A Unified Programming Model for Heterogeneous Computing with CPU and Accelerator Technologies
Yuqing Xiong
TL;DR
Heterogeneous computing across CPUs and accelerators introduces programming and data-movement challenges. The paper proposes the Unified Programming Model (UPM), which treats accelerators as I/O devices and extends file management to cover them, enabling cross-device programming with standard languages and reducing all architectures to a Type-I base. It formalizes a taxonomy of computer-system types and shows reductions to Type-I, while also enabling coupled applications computing via MPI through a unified API. The approach aims to improve software productivity, simplify cross-architecture development, and provide a natural pathway for multidisciplinary simulations across diverse platforms.
Abstract
This paper consists of three parts. The first part provides a unified programming model for heterogeneous computing with CPU and accelerator (like GPU, FPGA, Google TPU, Atos QPU, and more) technologies. To some extent, this new programming model makes programming across CPUs and accelerators turn into usual programming tasks with common programming languages, and relieves complexity of programming across CPUs and accelerators.
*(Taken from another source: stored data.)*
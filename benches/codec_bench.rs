//! Criterion benchmarks for the wire and record codecs
//!
//! Run with: cargo bench

use criterion::{black_box, criterion_group, criterion_main, Criterion, Throughput};
use remotefs::protocol::{Decoder, DirEntry, DirListing, Encoder, FileStat, ListOptions, Record};

fn sample_stat(i: u64) -> FileStat {
    FileStat {
        dev: 2049,
        ino: 1_000_000 + i,
        mode: 0o100644,
        nlink: 1,
        uid: 1000,
        gid: 1000,
        size: 4096 * i,
        blksize: 4096,
        blocks: 8 * i,
        atime: 1_700_000_000 + i,
        mtime: 1_700_000_000 + i,
        ctime: 1_700_000_000 + i,
        ..Default::default()
    }
}

fn bench_varint(c: &mut Criterion) {
    let mut group = c.benchmark_group("varint");
    let values: Vec<u64> = (0..1024u64)
        .map(|i| i.wrapping_mul(0x9e37_79b9_7f4a_7c15) >> (i % 64))
        .collect();
    group.throughput(Throughput::Elements(values.len() as u64));

    group.bench_function("put_uint", |b| {
        let mut enc = Encoder::with_capacity(16 * 1024);
        b.iter(|| {
            enc.reset();
            for v in &values {
                enc.put_uint(black_box(*v));
            }
        });
    });

    let mut enc = Encoder::new();
    for v in &values {
        enc.put_uint(*v);
    }
    let bytes = enc.into_bytes();
    group.bench_function("uint", |b| {
        b.iter(|| {
            let mut dec = Decoder::new(black_box(&bytes));
            while !dec.is_empty() {
                black_box(dec.uint().ok());
            }
        });
    });

    group.finish();
}

fn bench_float(c: &mut Criterion) {
    let mut group = c.benchmark_group("float");
    let values: Vec<f64> = (1..=1024).map(|i| 1.0 / i as f64).collect();
    group.throughput(Throughput::Elements(values.len() as u64));

    group.bench_function("put_float", |b| {
        let mut enc = Encoder::with_capacity(32 * 1024);
        b.iter(|| {
            enc.reset();
            for v in &values {
                enc.put_float(black_box(*v));
            }
        });
    });

    group.finish();
}

fn bench_listing(c: &mut Criterion) {
    let mut group = c.benchmark_group("listing");

    for count in [10u64, 100, 1000] {
        let listing = DirListing::new(
            (0..count)
                .map(|i| DirEntry {
                    name: format!("file_{i:05}.txt").into(),
                    stat: sample_stat(i),
                    options: ListOptions::FILES_ONLY,
                })
                .collect(),
        );
        let mut enc = Encoder::new();
        listing.encode(&mut enc);
        let bytes = enc.into_bytes();

        group.throughput(Throughput::Bytes(bytes.len() as u64));
        group.bench_function(format!("decode_{count}"), |b| {
            b.iter(|| {
                let mut dec = Decoder::new(black_box(&bytes));
                black_box(DirListing::decode(&mut dec, ListOptions::FILES_ONLY).ok());
            });
        });
    }

    group.finish();
}

fn bench_record(c: &mut Criterion) {
    let record: Record = sample_stat(7).to_record();
    let mut enc = Encoder::new();
    record.encode(&mut enc);
    let bytes = enc.into_bytes();

    c.bench_function("record_decode_stat", |b| {
        b.iter(|| {
            let mut dec = Decoder::new(black_box(&bytes));
            black_box(Record::decode(&mut dec).ok());
        });
    });
}

criterion_group!(benches, bench_varint, bench_float, bench_listing, bench_record);
criterion_main!(benches);
//! Network layer: non-blocking sockets over mio
//!
//! - `connection`: buffered socket with deadline-bounded reads and writes
//! - `client`: request session with reconnect and bounded retry
//! - `server`: single-threaded readiness loop serving many clients
//! - `iprange`: allow-list parsing and matching

pub mod client;
pub mod connection;
pub mod iprange;
pub mod server;

pub use client::{ClientSession, SessionState};
pub use connection::Connection;
pub use iprange::IpRangeList;
pub use server::Server;

use std::io;
use std::os::unix::io::RawFd;
use std::time::Duration;

#[derive(Debug, Clone, Copy, PartialEq, Eq)]
pub enum Interest {
    Read,
    Write,
}

/// Block on one descriptor for at most `timeout`. Returns false on
/// timeout. Errors and hangups count as ready so the caller's next
/// syscall reports them.
pub fn wait_fd(fd: RawFd, interest: Interest, timeout: Duration) -> io::Result<bool> {
    let events = match interest {
        Interest::Read => libc::POLLIN,
        Interest::Write => libc::POLLOUT,
    };
    let mut pfd = libc::pollfd {
        fd,
        events,
        revents: 0,
    };
    let ms = timeout.as_millis().min(i32::MAX as u128) as libc::c_int;
    loop {
        // SAFETY: `pfd` is a single valid pollfd for the duration of the call.
        let r = unsafe { libc::poll(&mut pfd, 1, ms) };
        if r < 0 {
            let err = io::Error::last_os_error();
            if err.kind() == io::ErrorKind::Interrupted {
                continue;
            }
            return Err(err);
        }
        return Ok(r > 0);
    }
}
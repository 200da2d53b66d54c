//! Message framing
//!
//! Layout (big-endian, fixed 12 bytes):
//! ┌────────┬─────────┬────────┬──────────────────┐
//! │ magic  │ version │ action │ payload length   │
//! │ 2      │ 2       │ 2      │ 6                │
//! └────────┴─────────┴────────┴──────────────────┘
//!
//! Every request header is answered by an 8-byte ack before the payload
//! is read:
//! ┌──────────────────┬─────────┐
//! │ error code (6)   │ version │
//! └──────────────────┴─────────┘

use crate::error::ErrorCode;

pub const HEADER_SIZE: usize = 12;
pub const ACK_SIZE: usize = 8;
pub const MAGIC: u16 = 0x726f;
pub const VERSION: u16 = 1;
/// Chunk size for streamed file bodies.
pub const READER_CHUNK: usize = 64 * 1024;

const MAX_U48: u64 = (1 << 48) - 1;

#[repr(u16)]
#[derive(Debug, Clone, Copy, PartialEq, Eq, Hash)]
pub enum Action {
    NotImplemented = 0,
    ReadDir = 1,
    ReadFile = 2,
    WriteFile = 3,
    CheckOrdinaryFileAccess = 4,
    Stat = 5,
    Chdir = 6,
    Realpathize = 7,
    GetHomeDir = 8,
}

impl Action {
    #[inline(always)]
    pub fn from_u16(v: u16) -> Option<Self> {
        match v {
            0 => Some(Self::NotImplemented),
            1 => Some(Self::ReadDir),
            2 => Some(Self::ReadFile),
            3 => Some(Self::WriteFile),
            4 => Some(Self::CheckOrdinaryFileAccess),
            5 => Some(Self::Stat),
            6 => Some(Self::Chdir),
            7 => Some(Self::Realpathize),
            8 => Some(Self::GetHomeDir),
            _ => None,
        }
    }
}

/// Write the low 48 bits of `v` big-endian.
#[inline(always)]
pub fn put_u48(buf: &mut [u8], v: u64) {
    buf[..6].copy_from_slice(&v.to_be_bytes()[2..]);
}

#[inline(always)]
pub fn get_u48(buf: &[u8]) -> u64 {
    let mut full = [0u8; 8];
    full[2..].copy_from_slice(&buf[..6]);
    u64::from_be_bytes(full)
}

#[derive(Debug, Clone, Copy, PartialEq, Eq)]
pub struct MessageHeader {
    pub magic: u16,
    pub version: u16,
    /// Raw action number; unknown values must still round-trip so the
    /// server can answer them.
    pub action: u16,
    pub payload_len: u64,
}

impl MessageHeader {
    pub fn new(action: Action, payload_len: usize) -> Self {
        Self {
            magic: MAGIC,
            version: VERSION,
            action: action as u16,
            payload_len: (payload_len as u64).min(MAX_U48),
        }
    }

    #[inline(always)]
    pub fn is_valid(&self) -> bool {
        self.magic == MAGIC
    }

    pub fn action(&self) -> Option<Action> {
        Action::from_u16(self.action)
    }

    pub fn encode(&self) -> [u8; HEADER_SIZE] {
        let mut buf = [0u8; HEADER_SIZE];
        buf[0..2].copy_from_slice(&self.magic.to_be_bytes());
        buf[2..4].copy_from_slice(&self.version.to_be_bytes());
        buf[4..6].copy_from_slice(&self.action.to_be_bytes());
        put_u48(&mut buf[6..], self.payload_len);
        buf
    }

    pub fn decode(buf: &[u8; HEADER_SIZE]) -> Self {
        Self {
            magic: u16::from_be_bytes([buf[0], buf[1]]),
            version: u16::from_be_bytes([buf[2], buf[3]]),
            action: u16::from_be_bytes([buf[4], buf[5]]),
            payload_len: get_u48(&buf[6..]),
        }
    }
}

#[derive(Debug, Clone, Copy, PartialEq, Eq)]
pub struct Ack {
    pub code: ErrorCode,
    pub version: u16,
}

impl Ack {
    pub fn new(code: ErrorCode) -> Self {
        Self {
            code,
            version: VERSION,
        }
    }

    pub fn encode(&self) -> [u8; ACK_SIZE] {
        let mut buf = [0u8; ACK_SIZE];
        put_u48(&mut buf, self.code.0);
        buf[6..8].copy_from_slice(&self.version.to_be_bytes());
        buf
    }

    pub fn decode(buf: &[u8; ACK_SIZE]) -> Self {
        Self {
            code: ErrorCode(get_u48(buf)),
            version: u16::from_be_bytes([buf[6], buf[7]]),
        }
    }
}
It can be achieved by extending file managements in common programming languages, such as C/C++, Fortran, Python, MPI, etc., to cover accelerators as I/O devices. In the second part, we show that all types of computer systems can be reduced to the simplest type of computer system, a single-core CPU computer system with I/O devices, by the unified programming model. Thereby, the unified programming model can truly build the programming of various computer systems on one API (i.e. file managements of common programming languages), and can make programming for various computer systems easier. In third part, we present a new approach to coupled applications computing (like multidisciplinary simulations) by the unified programming model. The unified programming model makes coupled applications computing more natural and easier since it only relies on its own power to couple multiple applications through MPI.